A lamellar cataract. There are 
opacities at various levels of the 
fetal nucleus. It is the most common 
type of congenital cataract. 

A posterior subcapsular cataract. 
Causes include steroid use, retinitis 
pigmentosa, atopic dermatitis 
diabetes and chronic uveitis.

A droplet cataract seen in a patient
with galactosaemia. 

Cataract may be cortical, nuclear, subcapsular or in any combination.
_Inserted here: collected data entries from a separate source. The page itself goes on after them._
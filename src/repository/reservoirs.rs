//! Reservoirs repository: reference data, level/volume curve, daily data,
//! snow cover and device summaries

use sqlx::{postgres::PgRow, Pool, Postgres, Row};

use super::{
    crud::{apply_update, delete_by_id},
    scan::{named_ref, scan_all},
    sql::{FilterBuilder, UpdateBuilder},
};
use crate::{
    error::{AppError, AppResult, DbResultExt},
    models::reservoir::{
        CreateDeviceSummary, CreateIndicatorHeight, CreateReservoir, DeviceSummary, IndicatorHeight, Modsnow,
        PatchDeviceSummary, Reservoir, ReservoirData, ReservoirDataQuery, UpdateReservoir, UpsertModsnow,
        UpsertReservoirData,
    },
};

const RESERVOIR_SELECT: &str = r#"
    SELECT r.id, r.name, r.normal_level_m, r.dead_level_m, r.full_volume_mln_m3,
           r.created_at, r.updated_at,
           o.id AS organization_id, o.name AS organization_name
    FROM reservoirs r
    LEFT JOIN organizations o ON o.id = r.organization_id
"#;

fn scan_reservoir(row: &PgRow) -> Result<Reservoir, sqlx::Error> {
    Ok(Reservoir {
        id: row.try_get("id")?,
        name: row.try_get("name")?,
        organization: named_ref(row, "organization_id", "organization_name")?,
        normal_level_m: row.try_get("normal_level_m")?,
        dead_level_m: row.try_get("dead_level_m")?,
        full_volume_mln_m3: row.try_get("full_volume_mln_m3")?,
        created_at: row.try_get("created_at")?,
        updated_at: row.try_get("updated_at")?,
    })
}

#[derive(Clone)]
pub struct ReservoirsRepository {
    pool: Pool<Postgres>,
}

impl ReservoirsRepository {
    pub fn new(pool: Pool<Postgres>) -> Self {
        Self { pool }
    }

    // Reservoirs

    pub async fn create(&self, data: &CreateReservoir) -> AppResult<i64> {
        sqlx::query_scalar::<_, i64>(
            r#"
            INSERT INTO reservoirs (name, organization_id, normal_level_m, dead_level_m, full_volume_mln_m3)
            VALUES ($1, $2, $3, $4, $5)
            RETURNING id
            "#,
        )
        .bind(&data.name)
        .bind(data.organization_id)
        .bind(data.normal_level_m)
        .bind(data.dead_level_m)
        .bind(data.full_volume_mln_m3)
        .fetch_one(&self.pool)
        .await
        .op("create reservoir")
    }

    pub async fn get_by_id(&self, id: i64) -> AppResult<Reservoir> {
        let query = format!("{} WHERE r.id = $1", RESERVOIR_SELECT);
        let row = sqlx::query(&query)
            .bind(id)
            .fetch_optional(&self.pool)
            .await
            .op("get reservoir")?
            .ok_or_else(|| AppError::NotFound(format!("Reservoir {} not found", id)))?;
        scan_reservoir(&row).op("scan reservoir")
    }

    pub async fn list(&self, organization_id: Option<i64>) -> AppResult<Vec<Reservoir>> {
        let mut filter = FilterBuilder::new(RESERVOIR_SELECT);
        filter.eq("r.organization_id", organization_id).order_by("r.name");

        let rows = filter
            .into_query()
            .build()
            .fetch_all(&self.pool)
            .await
            .op("list reservoirs")?;
        scan_all(&rows, scan_reservoir).op("scan reservoir")
    }

    pub async fn update(&self, id: i64, data: &UpdateReservoir) -> AppResult<()> {
        let mut update = UpdateBuilder::new("reservoirs");
        update
            .set("name", data.name.as_deref())
            .set("organization_id", data.organization_id)
            .set("normal_level_m", data.normal_level_m)
            .set("dead_level_m", data.dead_level_m)
            .set("full_volume_mln_m3", data.full_volume_mln_m3)
            .touch("updated_at");
        apply_update(&self.pool, update, "Reservoir", "update reservoir", id).await
    }

    pub async fn delete(&self, id: i64) -> AppResult<()> {
        delete_by_id(&self.pool, "reservoirs", "Reservoir", "delete reservoir", id).await
    }

    // Level/volume curve

    pub async fn add_indicator_height(
        &self,
        reservoir_id: i64,
        data: &CreateIndicatorHeight,
    ) -> AppResult<IndicatorHeight> {
        sqlx::query_as::<_, IndicatorHeight>(
            r#"
            INSERT INTO indicator_height (reservoir_id, level_m, volume_mln_m3)
            VALUES ($1, $2, $3)
            RETURNING id, reservoir_id, level_m, volume_mln_m3
            "#,
        )
        .bind(reservoir_id)
        .bind(data.level_m)
        .bind(data.volume_mln_m3)
        .fetch_one(&self.pool)
        .await
        .op("add indicator height")
    }

    /// Curve points ordered by level
    pub async fn list_indicator_heights(&self, reservoir_id: i64) -> AppResult<Vec<IndicatorHeight>> {
        sqlx::query_as::<_, IndicatorHeight>(
            r#"
            SELECT id, reservoir_id, level_m, volume_mln_m3
            FROM indicator_height
            WHERE reservoir_id = $1
            ORDER BY level_m
            "#,
        )
        .bind(reservoir_id)
        .fetch_all(&self.pool)
        .await
        .op("list indicator heights")
    }

    /// Volume of the curve point at or immediately below `level_m`
    pub async fn volume_at_level(&self, reservoir_id: i64, level_m: f64) -> AppResult<f64> {
        sqlx::query_scalar::<_, f64>(
            r#"
            SELECT volume_mln_m3
            FROM indicator_height
            WHERE reservoir_id = $1 AND level_m <= $2
            ORDER BY level_m DESC
            LIMIT 1
            "#,
        )
        .bind(reservoir_id)
        .bind(level_m)
        .fetch_optional(&self.pool)
        .await
        .op("volume at level")?
        .ok_or_else(|| {
            AppError::NotFound(format!(
                "No curve point at or below {} m for reservoir {}",
                level_m, reservoir_id
            ))
        })
    }

    // Daily data

    /// Insert or replace daily rows; the whole batch is written or nothing is
    #[tracing::instrument(skip(self, rows), fields(rows = rows.len()))]
    pub async fn upsert_data(&self, rows: &[UpsertReservoirData]) -> AppResult<u64> {
        if rows.is_empty() {
            return Ok(0);
        }

        let mut tx = self.pool.begin().await.op("begin upsert reservoir data")?;
        let mut written = 0;

        for row in rows {
            let result = sqlx::query(
                r#"
                INSERT INTO reservoir_data (reservoir_id, data_date, level_m, volume_mln_m3, inflow_m3_s, outflow_m3_s)
                VALUES ($1, $2, $3, $4, $5, $6)
                ON CONFLICT (reservoir_id, data_date) DO UPDATE
                SET level_m = EXCLUDED.level_m,
                    volume_mln_m3 = EXCLUDED.volume_mln_m3,
                    inflow_m3_s = EXCLUDED.inflow_m3_s,
                    outflow_m3_s = EXCLUDED.outflow_m3_s,
                    updated_at = NOW()
                "#,
            )
            .bind(row.reservoir_id)
            .bind(row.data_date)
            .bind(row.level_m)
            .bind(row.volume_mln_m3)
            .bind(row.inflow_m3_s)
            .bind(row.outflow_m3_s)
            .execute(&mut *tx)
            .await
            .op("upsert reservoir data")?;
            written += result.rows_affected();
        }

        tx.commit().await.op("commit upsert reservoir data")?;
        tracing::info!(written, "Reservoir data upserted");
        Ok(written)
    }

    pub async fn list_data(&self, query: &ReservoirDataQuery) -> AppResult<Vec<ReservoirData>> {
        let mut filter = FilterBuilder::new("SELECT * FROM reservoir_data rd");
        filter
            .eq("rd.reservoir_id", query.reservoir_id)
            .gte("rd.data_date", query.date_from)
            .lte("rd.data_date", query.date_to)
            .order_by("rd.data_date, rd.reservoir_id");

        filter
            .into_query()
            .build_query_as::<ReservoirData>()
            .fetch_all(&self.pool)
            .await
            .op("list reservoir data")
    }

    // Snow cover

    pub async fn upsert_modsnow(&self, data: &UpsertModsnow) -> AppResult<Modsnow> {
        sqlx::query_as::<_, Modsnow>(
            r#"
            INSERT INTO modsnow (reservoir_id, date, cover_percent, snow_water_equivalent_mm)
            VALUES ($1, $2, $3, $4)
            ON CONFLICT (reservoir_id, date) DO UPDATE
            SET cover_percent = EXCLUDED.cover_percent,
                snow_water_equivalent_mm = EXCLUDED.snow_water_equivalent_mm
            RETURNING id, reservoir_id, date, cover_percent, snow_water_equivalent_mm
            "#,
        )
        .bind(data.reservoir_id)
        .bind(data.date)
        .bind(data.cover_percent)
        .bind(data.snow_water_equivalent_mm)
        .fetch_one(&self.pool)
        .await
        .op("upsert modsnow")
    }

    pub async fn list_modsnow(&self, query: &ReservoirDataQuery) -> AppResult<Vec<Modsnow>> {
        let mut filter = FilterBuilder::new(
            "SELECT m.id, m.reservoir_id, m.date, m.cover_percent, m.snow_water_equivalent_mm FROM modsnow m",
        );
        filter
            .eq("m.reservoir_id", query.reservoir_id)
            .gte("m.date", query.date_from)
            .lte("m.date", query.date_to)
            .order_by("m.date, m.reservoir_id");

        filter
            .into_query()
            .build_query_as::<Modsnow>()
            .fetch_all(&self.pool)
            .await
            .op("list modsnow")
    }

    // Device summaries

    pub async fn list_device_summary(&self, reservoir_id: Option<i64>) -> AppResult<Vec<DeviceSummary>> {
        let mut filter = FilterBuilder::new("SELECT * FROM reservoir_device_summary s");
        filter
            .eq("s.reservoir_id", reservoir_id)
            .order_by("s.reservoir_id, s.device_type");

        filter
            .into_query()
            .build_query_as::<DeviceSummary>()
            .fetch_all(&self.pool)
            .await
            .op("list device summary")
    }

    pub async fn create_device_summary(&self, data: &CreateDeviceSummary) -> AppResult<DeviceSummary> {
        sqlx::query_as::<_, DeviceSummary>(
            r#"
            INSERT INTO reservoir_device_summary (reservoir_id, device_type, total_count, working_count, faulty_count)
            VALUES ($1, $2, $3, $4, $5)
            RETURNING *
            "#,
        )
        .bind(data.reservoir_id)
        .bind(&data.device_type)
        .bind(data.total_count)
        .bind(data.working_count)
        .bind(data.faulty_count)
        .fetch_one(&self.pool)
        .await
        .op("create device summary")
    }

    /// Apply several patches atomically; a patch that matches no row aborts the batch
    #[tracing::instrument(skip(self, patches), fields(patches = patches.len()))]
    pub async fn patch_device_summary(&self, patches: &[PatchDeviceSummary]) -> AppResult<()> {
        let mut tx = self.pool.begin().await.op("begin patch device summary")?;

        for patch in patches {
            let mut update = UpdateBuilder::new("reservoir_device_summary");
            update
                .set("device_type", patch.device_type.as_deref())
                .set("total_count", patch.total_count)
                .set("working_count", patch.working_count)
                .set("faulty_count", patch.faulty_count)
                .touch("updated_at");

            let mut query = update.where_key("id", patch.id);
            let result = query
                .build()
                .execute(&mut *tx)
                .await
                .op("patch device summary")?;
            if result.rows_affected() == 0 {
                return Err(AppError::NotFound(format!("Device summary {} not found", patch.id)));
            }
        }

        tx.commit().await.op("commit patch device summary")?;
        tracing::info!("Device summary batch applied");
        Ok(())
    }
}
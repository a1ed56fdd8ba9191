//! File metadata and per-entity file link tables

use std::collections::HashMap;

use sqlx::{postgres::PgRow, Executor, PgConnection, Pool, Postgres, Row};

use crate::{
    error::{AppError, AppResult, DbResultExt},
    models::common::{CreateFile, FileInfo},
};

const FILE_COLUMNS: &str =
    "f.id, f.file_name, f.object_key, f.mime_type, f.size_bytes, f.uploaded_by, f.created_at";

/// A many-to-many table linking one entity type to `files`
#[derive(Debug, Clone, Copy)]
pub struct FileLinks {
    table: &'static str,
    owner_column: &'static str,
}

pub const SHUTDOWN_FILES: FileLinks = FileLinks::new("shutdown_file_links", "shutdown_id");
pub const INCIDENT_FILES: FileLinks = FileLinks::new("incident_file_links", "incident_id");
pub const VISIT_FILES: FileLinks = FileLinks::new("visit_file_links", "visit_id");
pub const INVESTMENT_FILES: FileLinks = FileLinks::new("investment_file_links", "investment_id");
pub const INSTRUCTION_FILES: FileLinks = FileLinks::new("instruction_file_links", "instruction_id");
pub const REPORT_FILES: FileLinks = FileLinks::new("report_file_links", "report_id");
pub const LEGAL_DOCUMENT_FILES: FileLinks =
    FileLinks::new("legal_document_file_links", "legal_document_id");

impl FileLinks {
    pub const fn new(table: &'static str, owner_column: &'static str) -> Self {
        Self { table, owner_column }
    }

    /// Link files to an owner; links that already exist are left untouched
    pub async fn link<'e, E>(&self, executor: E, owner_id: i64, file_ids: &[i64]) -> AppResult<()>
    where
        E: Executor<'e, Database = Postgres>,
    {
        if file_ids.is_empty() {
            return Ok(());
        }

        let sql = format!(
            "INSERT INTO {} ({}, file_id) SELECT $1, UNNEST($2::bigint[]) ON CONFLICT DO NOTHING",
            self.table, self.owner_column
        );
        sqlx::query(&sql)
            .bind(owner_id)
            .bind(file_ids)
            .execute(executor)
            .await
            .op("link files")?;
        Ok(())
    }

    /// Remove every file link of an owner
    pub async fn unlink_all<'e, E>(&self, executor: E, owner_id: i64) -> AppResult<u64>
    where
        E: Executor<'e, Database = Postgres>,
    {
        let sql = format!("DELETE FROM {} WHERE {} = $1", self.table, self.owner_column);
        let result = sqlx::query(&sql)
            .bind(owner_id)
            .execute(executor)
            .await
            .op("unlink files")?;
        Ok(result.rows_affected())
    }

    /// Replace the owner's links with exactly `file_ids`
    pub async fn replace(&self, conn: &mut PgConnection, owner_id: i64, file_ids: &[i64]) -> AppResult<()> {
        self.unlink_all(&mut *conn, owner_id).await?;
        self.link(&mut *conn, owner_id, file_ids).await
    }

    /// Files linked to one owner, newest first
    pub async fn load<'e, E>(&self, executor: E, owner_id: i64) -> AppResult<Vec<FileInfo>>
    where
        E: Executor<'e, Database = Postgres>,
    {
        let sql = format!(
            "SELECT {} FROM files f JOIN {} l ON l.file_id = f.id WHERE l.{} = $1 ORDER BY f.created_at DESC, f.id DESC",
            FILE_COLUMNS, self.table, self.owner_column
        );
        sqlx::query_as::<_, FileInfo>(&sql)
            .bind(owner_id)
            .fetch_all(executor)
            .await
            .op("load files")
    }

    /// Files for several owners at once, grouped by owner id, newest first
    pub async fn load_many<'e, E>(&self, executor: E, owner_ids: &[i64]) -> AppResult<HashMap<i64, Vec<FileInfo>>>
    where
        E: Executor<'e, Database = Postgres>,
    {
        let mut grouped: HashMap<i64, Vec<FileInfo>> = HashMap::new();
        if owner_ids.is_empty() {
            return Ok(grouped);
        }

        let sql = format!(
            "SELECT l.{owner} AS owner_id, {cols} FROM files f JOIN {table} l ON l.file_id = f.id \
             WHERE l.{owner} = ANY($1) ORDER BY f.created_at DESC, f.id DESC",
            owner = self.owner_column,
            cols = FILE_COLUMNS,
            table = self.table,
        );
        let rows = sqlx::query(&sql)
            .bind(owner_ids)
            .fetch_all(executor)
            .await
            .op("load files")?;

        for row in &rows {
            let owner_id: i64 = row.try_get("owner_id").op("scan file link")?;
            let file = scan_file(row).op("scan file link")?;
            grouped.entry(owner_id).or_default().push(file);
        }
        Ok(grouped)
    }
}

fn scan_file(row: &PgRow) -> Result<FileInfo, sqlx::Error> {
    Ok(FileInfo {
        id: row.try_get("id")?,
        file_name: row.try_get("file_name")?,
        object_key: row.try_get("object_key")?,
        mime_type: row.try_get("mime_type")?,
        size_bytes: row.try_get("size_bytes")?,
        uploaded_by: row.try_get("uploaded_by")?,
        created_at: row.try_get("created_at")?,
    })
}

/// Repository for the `files` metadata table
#[derive(Clone)]
pub struct FilesRepository {
    pool: Pool<Postgres>,
}

impl FilesRepository {
    pub fn new(pool: Pool<Postgres>) -> Self {
        Self { pool }
    }

    /// Register metadata of an uploaded object
    pub async fn create(&self, data: &CreateFile, uploaded_by: i64) -> AppResult<FileInfo> {
        let file = sqlx::query_as::<_, FileInfo>(
            r#"
            INSERT INTO files (file_name, object_key, mime_type, size_bytes, uploaded_by)
            VALUES ($1, $2, $3, $4, $5)
            RETURNING id, file_name, object_key, mime_type, size_bytes, uploaded_by, created_at
            "#,
        )
        .bind(&data.file_name)
        .bind(&data.object_key)
        .bind(&data.mime_type)
        .bind(data.size_bytes)
        .bind(uploaded_by)
        .fetch_one(&self.pool)
        .await
        .op("create file")?;

        tracing::debug!(file_id = file.id, object_key = %file.object_key, "File metadata stored");
        Ok(file)
    }

    pub async fn get_by_id(&self, id: i64) -> AppResult<FileInfo> {
        let sql = format!("SELECT {} FROM files f WHERE f.id = $1", FILE_COLUMNS);
        sqlx::query_as::<_, FileInfo>(&sql)
            .bind(id)
            .fetch_optional(&self.pool)
            .await
            .op("get file")?
            .ok_or_else(|| AppError::NotFound(format!("File {} not found", id)))
    }

    /// Delete metadata; link rows go with it through `ON DELETE CASCADE`
    pub async fn delete(&self, id: i64) -> AppResult<()> {
        let result = sqlx::query("DELETE FROM files WHERE id = $1")
            .bind(id)
            .execute(&self.pool)
            .await
            .op("delete file")?;
        if result.rows_affected() == 0 {
            return Err(AppError::NotFound(format!("File {} not found", id)));
        }
        Ok(())
    }
}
Examine the cataract with different forms of
biomicroscopic illumination so that you can describe the location of the cataract. For example, retroillumination is best
for anterior and posterior subcapsular opacities whereas direct focal slit illumination is best for examining the different
zones of the lens and thus locate the opacities. The location of the cataract can suggest the cause. 

In the examination:

    a. if the patient is young and has bilateral cataract. Consider the following:
    • atopic dermatitis (observe the face for dermatitis)
    • diabetic mellitus (examine the fundus for diabetic retinopathy
    • retinitis pigmentosa (examine the fundi for pigmentary changes)
    • myotonic dystrophy (note the typical facies of frontal balding, bilateral ptosis and delayed muscle

    • relaxation)
    b. in unilateral cataract. Look for:
    • Fuch's heterochromic uveitis
    • trauma
    • chronic uveitis
    • retinal detachment


1. What happen to the lens in poorly controlled diabetes mellitus?

2. In which form of cataract would the patient gain a second sight and why?

3. How can cataract cause glaucoma?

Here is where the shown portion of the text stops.